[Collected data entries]
###

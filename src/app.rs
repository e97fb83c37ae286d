use crate::auth::AuthContext;
use crate::camera::{CameraSource, DeviceProvider, FrameSource, SyntheticProvider};
use crate::config::CrashcamConfig;
use crate::error::Result;
use crate::events::{EventBus, SessionEvent};
use crate::history::{DetectionHistory, StatusOverrides};
use crate::notify::{LogNotifier, Notifier};
use crate::session::DetectionSession;
use crate::transport::{ResultTransport, SocketTransport};
use std::sync::Arc;
use tokio::signal;
use tracing::{debug, error, info};

/// Top-level application: wires the camera source, socket transport,
/// history store, and detection session together from configuration, and
/// drives one monitoring run until shutdown is requested.
pub struct CrashcamApp {
    config: CrashcamConfig,
    session: Arc<DetectionSession>,
    overrides: Arc<StatusOverrides>,
    bus: EventBus,
}

impl CrashcamApp {
    /// Build the application from configuration. The device provider is
    /// injectable so tests and headless environments can run without
    /// real capture hardware.
    pub async fn new(config: CrashcamConfig, auth: Option<AuthContext>) -> Result<Self> {
        Self::with_provider(config, auth, Arc::new(SyntheticProvider::new())).await
    }

    pub async fn with_provider(
        config: CrashcamConfig,
        auth: Option<AuthContext>,
        provider: Arc<dyn DeviceProvider>,
    ) -> Result<Self> {
        config.validate()?;

        let camera = Arc::new(CameraSource::new(config.camera.clone(), provider));
        let transport = Arc::new(SocketTransport::new(config.transport.clone(), auth));
        let history = Arc::new(DetectionHistory::open(&config.history).await);
        let overrides = Arc::new(StatusOverrides::open(&config.history).await);
        let bus = EventBus::new(config.system.event_bus_capacity);

        let session = Arc::new(
            DetectionSession::builder()
                .camera(camera as Arc<dyn FrameSource>)
                .transport(transport as Arc<dyn ResultTransport>)
                .notifier(Arc::new(LogNotifier) as Arc<dyn Notifier>)
                .history(history)
                .event_bus(bus.clone())
                .config(config.session.clone())
                .build()?,
        );

        Ok(Self {
            config,
            session,
            overrides,
            bus,
        })
    }

    pub fn session(&self) -> Arc<DetectionSession> {
        Arc::clone(&self.session)
    }

    pub fn overrides(&self) -> Arc<StatusOverrides> {
        Arc::clone(&self.overrides)
    }

    pub fn subscribe(&self) -> tokio::sync::broadcast::Receiver<SessionEvent> {
        self.bus.subscribe()
    }

    /// Start a session and run until Ctrl-C, then stop it cleanly.
    pub async fn run(&self) -> Result<()> {
        info!(
            "Starting crashcam (backend: {}, stream: {})",
            self.config.transport.base_url, self.config.transport.stream_url
        );

        self.session.start(self.config.camera.facing_mode).await?;

        let mut events = self.bus.subscribe();
        loop {
            tokio::select! {
                signal = signal::ctrl_c() => {
                    match signal {
                        Ok(()) => info!("Shutdown requested"),
                        Err(err) => error!("Failed to listen for shutdown signal: {}", err),
                    }
                    break;
                }
                event = events.recv() => {
                    match event {
                        Ok(event) => debug!("Session event: {}", event.description()),
                        Err(tokio::sync::broadcast::error::RecvError::Lagged(skipped)) => {
                            debug!("Event log lagged, skipped {} events", skipped);
                        }
                        Err(tokio::sync::broadcast::error::RecvError::Closed) => break,
                    }
                }
            }
        }

        self.session.stop().await?;
        debug!("Session stopped, phase: {:?}", self.session.phase().await);

        Ok(())
    }
}
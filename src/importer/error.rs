// ==========================================
// 度假村报价表识别引擎 - 错误类型
// ==========================================
// 工具: thiserror 派生宏
// 红线: 仅上游契约错误返回 Err；"可疑但合理"的表格内容不报错
// ==========================================

use thiserror::Error;

/// 识别模块错误类型
#[derive(Error, Debug)]
pub enum RecognitionError {
    // ===== 上游契约错误 =====
    #[error("合并区域越界: {range}（网格尺寸 {height} 行 × {width} 列）")]
    MergeOutOfBounds {
        range: String,
        height: usize,
        width: usize,
    },

    #[error("合并区域非法（起点在终点之后）: {range}")]
    InvalidMergeRange { range: String },

    // ===== 输入适配错误 =====
    #[error("CSV 解析失败: {0}")]
    CsvParseError(String),

    // ===== 配置错误 =====
    #[error("配置解析失败: {0}")]
    ConfigParseError(String),

    #[error("配置值非法 (key: {key}): {message}")]
    ConfigValueError { key: String, message: String },

    // ===== 通用错误 =====
    #[error(transparent)]
    Other(#[from] anyhow::Error),
}

// 实现 From<csv::Error>
impl From<csv::Error> for RecognitionError {
    fn from(err: csv::Error) -> Self {
        RecognitionError::CsvParseError(err.to_string())
    }
}

// 实现 From<serde_json::Error>
impl From<serde_json::Error> for RecognitionError {
    fn from(err: serde_json::Error) -> Self {
        RecognitionError::ConfigParseError(err.to_string())
    }
}

/// Result 类型别名
pub type RecognitionResult<T> = Result<T, RecognitionError>;
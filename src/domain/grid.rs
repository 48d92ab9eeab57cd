// ==========================================
// 度假村报价表识别引擎 - 单元格网格模型
// ==========================================
// 职责: 工作表的不可变快照（行 × 列）+ 合并区域
// 红线: 网格创建后不可修改，所有识别只读
// ==========================================

use crate::importer::error::{RecognitionError, RecognitionResult};
use csv::ReaderBuilder;
use serde::{Deserialize, Serialize};
use std::fmt;

// ==========================================
// CellValue - 单元格值（封闭和类型）
// ==========================================
#[derive(Debug, Clone, PartialEq, Default, Serialize, Deserialize)]
#[serde(tag = "kind", content = "value", rename_all = "SCREAMING_SNAKE_CASE")]
pub enum CellValue {
    #[default]
    Empty,
    Number(f64),
    Text(String),
}

impl CellValue {
    /// 由原始字符串构造：空白 → Empty，纯数字 → Number，其余 → Text
    pub fn from_raw(raw: &str) -> Self {
        let trimmed = raw.trim();
        if trimmed.is_empty() {
            return CellValue::Empty;
        }
        match trimmed.parse::<f64>() {
            Ok(n) if n.is_finite() => CellValue::Number(n),
            _ => CellValue::Text(trimmed.to_string()),
        }
    }

    pub fn text(value: impl Into<String>) -> Self {
        CellValue::Text(value.into())
    }

    pub fn is_empty(&self) -> bool {
        match self {
            CellValue::Empty => true,
            CellValue::Text(s) => s.trim().is_empty(),
            CellValue::Number(_) => false,
        }
    }

    /// 仅文本单元格返回内容（数字不参与关键字匹配）
    pub fn as_text(&self) -> Option<&str> {
        match self {
            CellValue::Text(s) => Some(s.as_str()),
            _ => None,
        }
    }

    pub fn as_number(&self) -> Option<f64> {
        match self {
            CellValue::Number(n) => Some(*n),
            _ => None,
        }
    }

    /// 原始显示文本（整数不带小数点）
    pub fn display_text(&self) -> String {
        match self {
            CellValue::Empty => String::new(),
            CellValue::Number(n) if n.fract() == 0.0 && n.abs() < 1e15 => format!("{}", *n as i64),
            CellValue::Number(n) => n.to_string(),
            CellValue::Text(s) => s.clone(),
        }
    }
}

// ==========================================
// CellRef - 单元格坐标（0 基）
// ==========================================
#[derive(Debug, Clone, Copy, PartialEq, Eq, PartialOrd, Ord, Hash, Serialize, Deserialize)]
pub struct CellRef {
    pub row: usize,
    pub col: usize,
}

impl CellRef {
    pub fn new(row: usize, col: usize) -> Self {
        Self { row, col }
    }
}

impl fmt::Display for CellRef {
    /// Excel 风格引用（A1、B2、AA10）
    fn fmt(&self, f: &mut fmt::Formatter<'_>) -> fmt::Result {
        let mut letters = Vec::new();
        let mut col = self.col + 1;
        while col > 0 {
            let rem = (col - 1) % 26;
            letters.push((b'A' + rem as u8) as char);
            col = (col - 1) / 26;
        }
        let name: String = letters.into_iter().rev().collect();
        write!(f, "{}{}", name, self.row + 1)
    }
}

// ==========================================
// CellRange - 矩形区域（闭区间）
// ==========================================
#[derive(Debug, Clone, Copy, PartialEq, Eq, Hash, Serialize, Deserialize)]
pub struct CellRange {
    pub start_row: usize,
    pub start_col: usize,
    pub end_row: usize,
    pub end_col: usize,
}

impl CellRange {
    pub fn new(start_row: usize, start_col: usize, end_row: usize, end_col: usize) -> Self {
        Self {
            start_row,
            start_col,
            end_row,
            end_col,
        }
    }

    /// 退化区域（网格原点）
    pub fn origin() -> Self {
        Self::new(0, 0, 0, 0)
    }

    pub fn contains(&self, row: usize, col: usize) -> bool {
        row >= self.start_row && row <= self.end_row && col >= self.start_col && col <= self.end_col
    }

    pub fn row_count(&self) -> usize {
        self.end_row.saturating_sub(self.start_row) + 1
    }

    /// 夹紧到网格尺寸内（空网格夹紧到原点）
    pub fn clamp_to(&self, height: usize, width: usize) -> Self {
        let max_row = height.saturating_sub(1);
        let max_col = width.saturating_sub(1);
        let end_row = self.end_row.min(max_row);
        let end_col = self.end_col.min(max_col);
        Self {
            start_row: self.start_row.min(end_row),
            start_col: self.start_col.min(end_col),
            end_row,
            end_col,
        }
    }
}

impl fmt::Display for CellRange {
    fn fmt(&self, f: &mut fmt::Formatter<'_>) -> fmt::Result {
        write!(
            f,
            "{}:{}",
            CellRef::new(self.start_row, self.start_col),
            CellRef::new(self.end_row, self.end_col)
        )
    }
}

// ==========================================
// MergeRange - 合并区域（锚点值广播）
// ==========================================
#[derive(Debug, Clone, PartialEq, Serialize, Deserialize)]
pub struct MergeRange {
    pub range: CellRange,
    /// 锚点（左上角）单元格的值
    pub value: CellValue,
}

impl MergeRange {
    pub fn new(range: CellRange, value: CellValue) -> Self {
        Self { range, value }
    }
}

// ==========================================
// CellGrid - 工作表网格快照
// ==========================================
#[derive(Debug, Clone, PartialEq, Default, Serialize, Deserialize)]
pub struct CellGrid {
    rows: Vec<Vec<CellValue>>,
    width: usize,
}

static EMPTY_CELL: CellValue = CellValue::Empty;

impl CellGrid {
    pub fn new(rows: Vec<Vec<CellValue>>) -> Self {
        let width = rows.iter().map(|r| r.len()).max().unwrap_or(0);
        Self { rows, width }
    }

    /// 从字符串二维数组构造（测试与上游适配常用）
    pub fn from_strings<S: AsRef<str>>(rows: &[Vec<S>]) -> Self {
        Self::new(
            rows.iter()
                .map(|row| row.iter().map(|v| CellValue::from_raw(v.as_ref())).collect())
                .collect(),
        )
    }

    /// 从内存中的 CSV 文本构造网格（无表头，允许行长度不一致）
    pub fn from_csv_str(text: &str) -> RecognitionResult<Self> {
        let mut reader = ReaderBuilder::new()
            .has_headers(false)
            .flexible(true)
            .from_reader(text.as_bytes());

        let mut rows = Vec::new();
        for result in reader.records() {
            let record = result?;
            rows.push(record.iter().map(CellValue::from_raw).collect());
        }
        Ok(Self::new(rows))
    }

    pub fn height(&self) -> usize {
        self.rows.len()
    }

    pub fn width(&self) -> usize {
        self.width
    }

    pub fn is_empty(&self) -> bool {
        self.rows.iter().all(|r| r.iter().all(CellValue::is_empty))
    }

    /// 越界读取返回 Empty
    pub fn get(&self, row: usize, col: usize) -> &CellValue {
        self.rows
            .get(row)
            .and_then(|r| r.get(col))
            .unwrap_or(&EMPTY_CELL)
    }

    pub fn text_at(&self, row: usize, col: usize) -> Option<&str> {
        self.get(row, col).as_text().map(str::trim).filter(|s| !s.is_empty())
    }

    pub fn row(&self, row: usize) -> &[CellValue] {
        self.rows.get(row).map(|r| r.as_slice()).unwrap_or(&[])
    }

    /// 行内最后一个非空列
    pub fn last_filled_col(&self, row: usize) -> Option<usize> {
        self.row(row).iter().rposition(|c| !c.is_empty())
    }

    pub fn is_row_empty(&self, row: usize) -> bool {
        self.row(row).iter().all(CellValue::is_empty)
    }

    /// 校验合并区域（上游契约错误才返回 Err）
    pub fn check_merge(&self, merge: &MergeRange) -> RecognitionResult<()> {
        let r = merge.range;
        if r.start_row > r.end_row || r.start_col > r.end_col {
            return Err(RecognitionError::InvalidMergeRange {
                range: r.to_string(),
            });
        }
        if r.end_row >= self.height() || r.end_col >= self.width() {
            return Err(RecognitionError::MergeOutOfBounds {
                range: r.to_string(),
                height: self.height(),
                width: self.width(),
            });
        }
        Ok(())
    }
}

// ==========================================
// Worksheet / Workbook - 上游提供的物化工作簿
// ==========================================
#[derive(Debug, Clone, Default, Serialize, Deserialize)]
pub struct Worksheet {
    pub name: String,
    pub grid: CellGrid,
    #[serde(default)]
    pub merges: Vec<MergeRange>,
}

impl Worksheet {
    pub fn new(name: impl Into<String>, grid: CellGrid) -> Self {
        Self {
            name: name.into(),
            grid,
            merges: Vec::new(),
        }
    }

    pub fn with_merges(mut self, merges: Vec<MergeRange>) -> Self {
        self.merges = merges;
        self
    }
}

#[derive(Debug, Clone, Default, Serialize, Deserialize)]
pub struct Workbook {
    pub sheets: Vec<Worksheet>,
}

impl Workbook {
    pub fn new(sheets: Vec<Worksheet>) -> Self {
        Self { sheets }
    }
}
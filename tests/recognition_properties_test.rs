// ==========================================
// 识别引擎 - 行为性质测试
// ==========================================
// 职责: 通过公共 API 验证版式 / 价格 / 校验的关键性质与场景
// ==========================================


use resort_offer_recognition::{
    CellRange, CellValue, Currency, LayoutDetector, MergeRange, Orientation, PatternKind,
    PriceValidator, PricingExtractor, PricingSection, Severity,
};
use test_helpers::{grid, record, three_month_rows};

// ==========================================
// 版式识别
// ==========================================

#[test]
fn test_grid_without_months_or_prices_is_low_confidence() {
    let grids = [
        grid(&[vec!["Welcome"], vec!["Please call reception"]]),
        grid(&[vec!["Name", "Phone"], vec!["Reception", "Desk"]]),
        grid(&[]),
    ];
    let detector = LayoutDetector::new();

    for g in &grids {
        let result = detector.detect_layout(g);
        assert!(result.overall_confidence < 0.2);
        assert!(result.best_pattern.confidence < 0.2);
        assert!(detector.find_pricing_section(g).is_none());
    }
}

#[test]
fn test_header_scenario_types_and_nights() {
    let g = grid(&[
        vec![
            "Month",
            "Hotel - 2 Nights",
            "Hotel - 3 Nights",
            "Self-Catering - 2 Nights",
        ],
        vec!["January", "100", "120", "90"],
        vec!["February", "110", "130", "95"],
        vec!["March", "115", "135", "99"],
    ]);
    let section = LayoutDetector::new().find_pricing_section(&g).unwrap();

    assert_eq!(section.accommodation_types, vec!["Hotel", "Self-Catering"]);
    assert_eq!(section.nights_options, vec![2, 3]);
}

// ==========================================
// 价格提取
// ==========================================

#[test]
fn test_three_month_scenario() {
    let g = grid(&three_month_rows());
    let section = LayoutDetector::new().find_pricing_section(&g).unwrap();

    assert_eq!(section.orientation, Orientation::RowsHoldMonths);
    assert_eq!(section.bounds.row_count(), 3);

    let records = PricingExtractor::new()
        .extract_pricing_matrix(&g, Some(section), &[])
        .unwrap()
        .unwrap();

    assert_eq!(records.len(), 3);
    let prices: Vec<f64> = records.iter().map(|r| r.price).collect();
    assert_eq!(prices, vec![150.0, 160.0, 170.0]);
    for r in &records {
        assert_eq!(r.currency, Currency::Eur);
        assert!(r.available);
        assert_eq!((r.nights, r.party_size), (2, 2));
    }
}

#[test]
fn test_not_available_cell() {
    let g = grid(&[
        vec!["Month", "Hotel 2 Nights 2 Pax"],
        vec!["January", "€150.00"],
        vec!["February", "N/A"],
        vec!["March", "€170.00"],
    ]);
    let section = LayoutDetector::new().find_pricing_section(&g);
    let records = PricingExtractor::new()
        .extract_pricing_matrix(&g, section, &[])
        .unwrap()
        .unwrap();

    let february = records.iter().find(|r| r.month == "February").unwrap();
    assert_eq!(february.price, 0.0);
    assert!(!february.available);
}

#[test]
fn test_currency_detection_symbol_code_symmetry() {
    let extractor = PricingExtractor::new();
    let pairs = [
        ("€12.00", "12.00 EUR"),
        ("£12.00", "12.00 GBP"),
        ("$12.00", "12.00 USD"),
        ("₹12.00", "12.00 INR"),
    ];

    for (symbol, code) in pairs {
        let by_symbol = extractor.detect_currency(&grid(&[vec!["January", symbol]]));
        let by_code = extractor.detect_currency(&grid(&[vec!["January", code]]));
        assert_eq!(by_symbol, by_code, "{} / {}", symbol, code);
    }
}

#[test]
fn test_merge_broadcasts_anchor_to_every_covered_cell() {
    let g = grid(&[
        vec!["January", "€150.00", "€210.00"],
        vec!["February", "", ""],
        vec!["March", "", ""],
        vec!["April", "€180.00", "€240.00"],
    ]);
    let merges = vec![MergeRange::new(
        CellRange::new(0, 1, 2, 2),
        CellValue::text("€150.00"),
    )];
    let section = PricingSection {
        bounds: CellRange::new(0, 0, 3, 2),
        orientation: Orientation::RowsHoldMonths,
        header_row: None,
        label_col: 0,
        accommodation_types: vec!["Hotel".to_string()],
        nights_options: vec![2, 7],
        party_size_options: vec![2],
        source_kind: PatternKind::MonthsInRows,
        confidence: 0.8,
    };

    let records = PricingExtractor::new()
        .extract_pricing_matrix(&g, Some(section), &merges)
        .unwrap()
        .unwrap();

    let covered: Vec<_> = records
        .iter()
        .filter(|r| merges[0].range.contains(r.source.row, r.source.col))
        .collect();
    assert_eq!(covered.len(), 6);
    assert!(covered.iter().all(|r| r.merged && r.price == 150.0));

    let april: Vec<_> = records.iter().filter(|r| r.month == "April").collect();
    assert!(april.iter().all(|r| !r.merged));
}

// ==========================================
// 价格校验
// ==========================================

#[test]
fn test_mixed_currency_scenario() {
    let records = vec![
        record((1, 1), "January", "Hotel", 2, 2, 150.0, Currency::Eur),
        record((2, 1), "February", "Hotel", 2, 2, 200.0, Currency::Gbp),
    ];
    let findings = PriceValidator::new().validate_pricing(&records, None);

    let errors: Vec<_> = findings
        .iter()
        .filter(|f| f.severity == Severity::Error)
        .collect();
    assert_eq!(errors.len(), 1);
    assert_eq!(errors[0].rule, "currency-consistency");
    assert!(errors[0].message.contains("EUR"));
    assert!(errors[0].message.contains("GBP"));
}

#[test]
fn test_currency_consistency_fires_iff_multiple_currencies() {
    let validator = PriceValidator::new();
    let currencies = Currency::ALL;

    for mask in 1u32..(1 << 3) {
        let chosen: Vec<Currency> = (0..3)
            .filter(|bit| mask & (1 << bit) != 0)
            .map(|bit| currencies[bit])
            .collect();
        let records: Vec<_> = chosen
            .iter()
            .enumerate()
            .map(|(i, c)| record((i + 1, 1), "January", "Hotel", 7, 2, 900.0, *c))
            .collect();

        let fired = validator
            .validate_pricing(&records, None)
            .iter()
            .filter(|f| f.rule == "currency-consistency")
            .count();
        assert_eq!(fired, usize::from(chosen.len() > 1), "{:?}", chosen);
    }
}

#[test]
fn test_progression_scenario_names_both_cells() {
    let records = vec![
        record((1, 1), "January", "Hotel", 2, 2, 150.0, Currency::Eur),
        record((1, 5), "January", "Hotel", 7, 4, 100.0, Currency::Eur),
    ];
    let findings = PriceValidator::new().validate_pricing(&records, None);

    let progression: Vec<_> = findings
        .iter()
        .filter(|f| f.rule == "price-progression")
        .collect();
    assert_eq!(progression.len(), 1);
    assert_eq!(progression[0].severity, Severity::Warning);
    assert_eq!(progression[0].affected_records, vec!["B2", "F2"]);
}

#[test]
fn test_progression_silent_on_monotone_prices() {
    let nights = [2u32, 3, 4, 7];
    let party = [2u32, 4, 6];
    let validator = PriceValidator::new();

    for step in [0.0, 5.0, 40.0] {
        let mut records = Vec::new();
        for (i, n) in nights.iter().enumerate() {
            for (j, p) in party.iter().enumerate() {
                let price = 500.0 + step * (*n as f64) + step * (*p as f64);
                for (k, month) in ["January", "February"].iter().enumerate() {
                    records.push(record(
                        (k * 10 + i + 1, j + 1),
                        month,
                        "Villa",
                        *n,
                        *p,
                        price,
                        Currency::Eur,
                    ));
                }
            }
        }

        let findings = validator.validate_pricing(&records, None);
        assert!(findings.iter().all(|f| f.rule != "price-progression"));
    }
}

###

> _EXERCISE PROMPT_: When the string "LayoutDetector" appears in a line of the records above, that line is to be copied.

> _FINISHED TASK_:
    CellRange, CellValue, Currency, LayoutDetector, MergeRange, Orientation, PatternKind,
    let detector = LayoutDetector::new();
    let section = LayoutDetector::new().find_pricing_section(&g).unwrap();
    let section = LayoutDetector::new().find_pricing_section(&g).unwrap();
    let section = LayoutDetector::new().find_pricing_section(&g);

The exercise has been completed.